Engineering Allostery in Tryptophan Synthase
Open Access
- Author:
- D'Amico, Rebecca
- Graduate Program:
- Biochemistry, Microbiology, and Molecular Biology
- Degree:
- Doctor of Philosophy
- Document Type:
- Dissertation
- Date of Defense:
- July 07, 2021
- Committee Members:
- David Boehr, Co-Chair & Dissertation Advisor
Wayne Curtis, Outside Unit & Field Member
Scott Showalter, Co-Chair & Dissertation Advisor
Timothy Meredith, Major Field Member
Wendy Hanna-Rose, Program Head/Chair
C Okafor, Major Field Member - Keywords:
- Enzymes
Allostery
NMR
Tryptophan Synthase
Allosteric Networks
Amino Acid Networks
Protein Engineering - Abstract:
- Allostery has been studied for decades, and more recently, it has been proposed that all proteins may exhibit allosteric behavior.
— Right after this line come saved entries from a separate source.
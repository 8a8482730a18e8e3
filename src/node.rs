//! A shard node: the primary of one shard's replica set and everything
//! wired around it.

use async_trait::async_trait;
use parking_lot::RwLock;
use std::sync::{Arc, Weak};

use crate::config::ShardConfig;
use crate::error::{Error, Result};
use crate::failpoint::FailpointRegistry;
use crate::keys::{Document, ShardKey, Value};
use crate::metadata::{CollectionMetadata, ConfigService, MetadataStore};
use crate::metrics::ShardingMetrics;
use crate::replication::{OpTime, ReplicaSet};
use crate::rpc::{InProcessNetwork, RpcHandler, ShardRequest, ShardResponse};
use crate::sharding::{
    ActiveOps, CleanupOutcome, DistLockManager, DonorCoordinator, FailpointStepHook,
    MigrationContext, MoveChunkRequest, OrphanCleaner, RangeDeleter, RecipientReceiver,
};
use crate::types::{Namespace, NodeRole, ShardId};

/// One shard of the cluster.
///
/// Must be created inside a tokio runtime: the replica set starts its
/// secondary appliers on construction.
pub struct ShardNode {
    config: ShardConfig,
    role: RwLock<NodeRole>,
    replica_set: Arc<ReplicaSet>,
    metadata: Arc<MetadataStore>,
    failpoints: Arc<FailpointRegistry>,
    active_ops: Arc<ActiveOps>,
    metrics: Arc<ShardingMetrics>,
    donor: Arc<DonorCoordinator>,
    recipient: Arc<RecipientReceiver>,
    cleaner: OrphanCleaner,
}

impl ShardNode {
    /// Build a shard node and register it on `network`.
    pub fn new(
        config: ShardConfig,
        config_service: Arc<dyn ConfigService>,
        locks: Arc<DistLockManager>,
        network: Arc<InProcessNetwork>,
    ) -> Arc<Self> {
        let shard_id = config.shard_id.clone();
        let replica_set = ReplicaSet::new(shard_id.clone(), config.replication.clone());
        let metadata = Arc::new(MetadataStore::new(shard_id.clone(), config_service));
        let failpoints = Arc::new(FailpointRegistry::new());
        let active_ops = ActiveOps::new();
        let metrics = Arc::new(ShardingMetrics::new());
        let deleter = Arc::new(RangeDeleter::new(
            replica_set.clone(),
            failpoints.clone(),
            metrics.clone(),
        ));

        let ctx = Arc::new(MigrationContext {
            shard_id: shard_id.clone(),
            config: config.migration.clone(),
            metadata: metadata.clone(),
            replica_set: replica_set.clone(),
            deleter: deleter.clone(),
            network: network.clone(),
            locks,
            active_ops: active_ops.clone(),
            hook: Arc::new(FailpointStepHook::new(failpoints.clone())),
            metrics: metrics.clone(),
        });
        let cleaner = OrphanCleaner::new(metadata.clone(), deleter, config.cleanup.clone(), metrics.clone());

        let node = Arc::new(Self {
            role: RwLock::new(NodeRole::Primary),
            replica_set,
            metadata,
            failpoints,
            active_ops,
            metrics,
            donor: Arc::new(DonorCoordinator::new(ctx.clone())),
            recipient: Arc::new(RecipientReceiver::new(ctx)),
            cleaner,
            config,
        });
        let handler: Weak<dyn RpcHandler> = Arc::downgrade(&node) as Weak<dyn RpcHandler>;
        network.register(shard_id.clone(), handler);
        tracing::info!(shard = %shard_id, members = node.config.replication.members, "shard node started");
        node
    }

    pub fn shard_id(&self) -> &ShardId {
        &self.config.shard_id
    }

    pub fn config(&self) -> &ShardConfig {
        &self.config
    }

    pub fn role(&self) -> NodeRole {
        *self.role.read()
    }

    /// Step down or up. Commands other than `configureFailPoint` need
    /// [`NodeRole::Primary`].
    pub fn set_role(&self, role: NodeRole) {
        let previous = std::mem::replace(&mut *self.role.write(), role);
        if previous != role {
            tracing::info!(shard = %self.shard_id(), from = %previous, to = %role, "role changed");
        }
    }

    pub fn replica_set(&self) -> &Arc<ReplicaSet> {
        &self.replica_set
    }

    pub fn metadata(&self) -> &Arc<MetadataStore> {
        &self.metadata
    }

    pub fn failpoints(&self) -> &Arc<FailpointRegistry> {
        &self.failpoints
    }

    pub fn active_ops(&self) -> &Arc<ActiveOps> {
        &self.active_ops
    }

    pub fn metrics(&self) -> &Arc<ShardingMetrics> {
        &self.metrics
    }

    pub fn donor(&self) -> &Arc<DonorCoordinator> {
        &self.donor
    }

    pub fn recipient(&self) -> &Arc<RecipientReceiver> {
        &self.recipient
    }

    fn shard_key(&self, ns: &Namespace, doc: &Document) -> Option<ShardKey> {
        self.metadata
            .get_metadata(ns)
            .map(|md| md.key_pattern().extract_key(doc))
    }

    /// Insert or replace a document on this shard, whether or not it owns
    /// the document's key.
    pub fn insert(&self, ns: &Namespace, doc: Document) -> Result<OpTime> {
        self.write_doc(ns, doc, false)
    }

    /// Insert on behalf of a router: the key must belong to this shard.
    pub fn routed_insert(&self, ns: &Namespace, doc: Document) -> Result<OpTime> {
        self.write_doc(ns, doc, true)
    }

    fn write_doc(&self, ns: &Namespace, doc: Document, owned_only: bool) -> Result<OpTime> {
        let id = doc
            .id()
            .cloned()
            .ok_or_else(|| Error::InvalidArgument(format!("document {} has no _id", doc)))?;
        let Some(key) = self.shard_key(ns, &doc) else {
            return self.replica_set.upsert(ns, doc);
        };
        self.donor.guarded_write(ns, &key, &id, false, || {
            if owned_only {
                self.check_owned(ns, &key)?;
            }
            self.replica_set.upsert(ns, doc)
        })
    }

    fn check_owned(&self, ns: &Namespace, key: &ShardKey) -> Result<()> {
        match self.metadata.get_metadata(ns) {
            Some(md) if !md.key_belongs_to_me(key) => Err(Error::StaleShardVersion {
                ns: ns.clone(),
                reason: format!(
                    "{} does not own {} at version {}",
                    self.shard_id(),
                    key,
                    md.shard_version()
                ),
            }),
            _ => Ok(()),
        }
    }

    /// Delete a document by `_id`. Returns `None` if it did not exist.
    pub fn delete(&self, ns: &Namespace, id: &Value) -> Result<Option<OpTime>> {
        let Some(doc) = self.replica_set.primary().get(ns, id) else {
            return Ok(None);
        };
        match self.shard_key(ns, &doc) {
            Some(key) => self
                .donor
                .guarded_write(ns, &key, id, true, || self.replica_set.delete(ns, id)),
            None => self.replica_set.delete(ns, id),
        }
    }

    pub fn get(&self, ns: &Namespace, id: &Value) -> Option<Document> {
        self.replica_set.primary().get(ns, id)
    }

    /// Documents stored locally, owned or not.
    pub fn count(&self, ns: &Namespace) -> usize {
        self.replica_set.primary().count(ns)
    }

    pub fn documents(&self, ns: &Namespace) -> Vec<Document> {
        self.replica_set.primary().documents(ns)
    }

    /// Cached ownership metadata of `ns`.
    pub fn collection_metadata(&self, ns: &Namespace) -> Option<Arc<CollectionMetadata>> {
        self.metadata.get_metadata(ns)
    }

    pub async fn move_chunk(&self, request: MoveChunkRequest) -> Result<()> {
        self.donor.move_chunk(request).await
    }

    pub async fn cleanup_orphaned(
        &self,
        ns: &Namespace,
        starting_from_key: Option<&Document>,
        secondary_throttle: bool,
    ) -> Result<CleanupOutcome> {
        self.cleaner
            .cleanup_orphaned(ns, starting_from_key, secondary_throttle)
            .await
    }

    pub(crate) fn require_primary(&self) -> Result<()> {
        match self.role() {
            NodeRole::Primary => Ok(()),
            role => Err(Error::NotPrimary {
                shard: self.shard_id().clone(),
                role: role.to_string(),
            }),
        }
    }
}

#[async_trait]
impl RpcHandler for ShardNode {
    async fn handle_rpc(&self, request: ShardRequest) -> ShardResponse {
        if let Err(e) = self.require_primary() {
            return ShardResponse::from_result::<()>(Err(e), |_| ShardResponse::Ok);
        }
        match request {
            ShardRequest::RecvChunkStart(start) => {
                ShardResponse::from_result(self.recipient.recv_chunk_start(start), |_| ShardResponse::Ok)
            }
            ShardRequest::RecvChunkStatus => ShardResponse::Status(self.recipient.recv_chunk_status()),
            ShardRequest::RecvChunkCommit { session_id } => ShardResponse::from_result(
                self.recipient.recv_chunk_commit(session_id).await,
                ShardResponse::Status,
            ),
            ShardRequest::RecvChunkAbort { session_id } => {
                ShardResponse::from_result(self.recipient.recv_chunk_abort(session_id), |_| ShardResponse::Ok)
            }
            ShardRequest::MigrateClone { session_id, batch_size } => ShardResponse::from_result(
                self.donor.migrate_clone(session_id, batch_size),
                ShardResponse::Docs,
            ),
            ShardRequest::TransferMods { session_id } => {
                ShardResponse::from_result(self.donor.transfer_mods(session_id), ShardResponse::Mods)
            }
        }
    }
}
Networks of communicating amino acids have been proposed as the mechanism to propagate allosteric signals throughout proteins. These allosteric networks are critical to protein function, regulation, and protein-protein communication. The tryptophan synthase (TS) system is a well-studied model system for protein-protein communication and allosteric regulation, due to the high level of synchronization exhibited between the alpha subunit (αTS) and beta subunit (βTS) to channel the indole intermediate. αTS and βTS also display a marked decrease in catalytic activity in the absence of the other, owing to this high level of cooperativity. Allosteric networks were previously identified for αTS and were implicated in catalytic function. In this thesis, I demonstrate that perturbation of a surface-exposed, αTS network residue in vivo led to changes in E. coli growth rates, indicating that these allosteric communication networks play a role in the function of TS in vivo. Further study on the gain-of-function mutation revealed that changing αTS dynamics propagates throughout the protein to the α/β binding interface, which leads to the widening of the indole channel. This change in channel structure may allow for more effective channeling and a more catalytically efficient enzyme. Solution-state NMR studies on the full TS complex further implicated the tight coordination between the subunits. Several substrates that bind to αTS or βTS resulted in chemical shift changes in residues associated with the other subunit, indicating that perturbing one subunit affects the entire complex. These results imply that allosteric networks play a critical role in maintaining protein function and communication.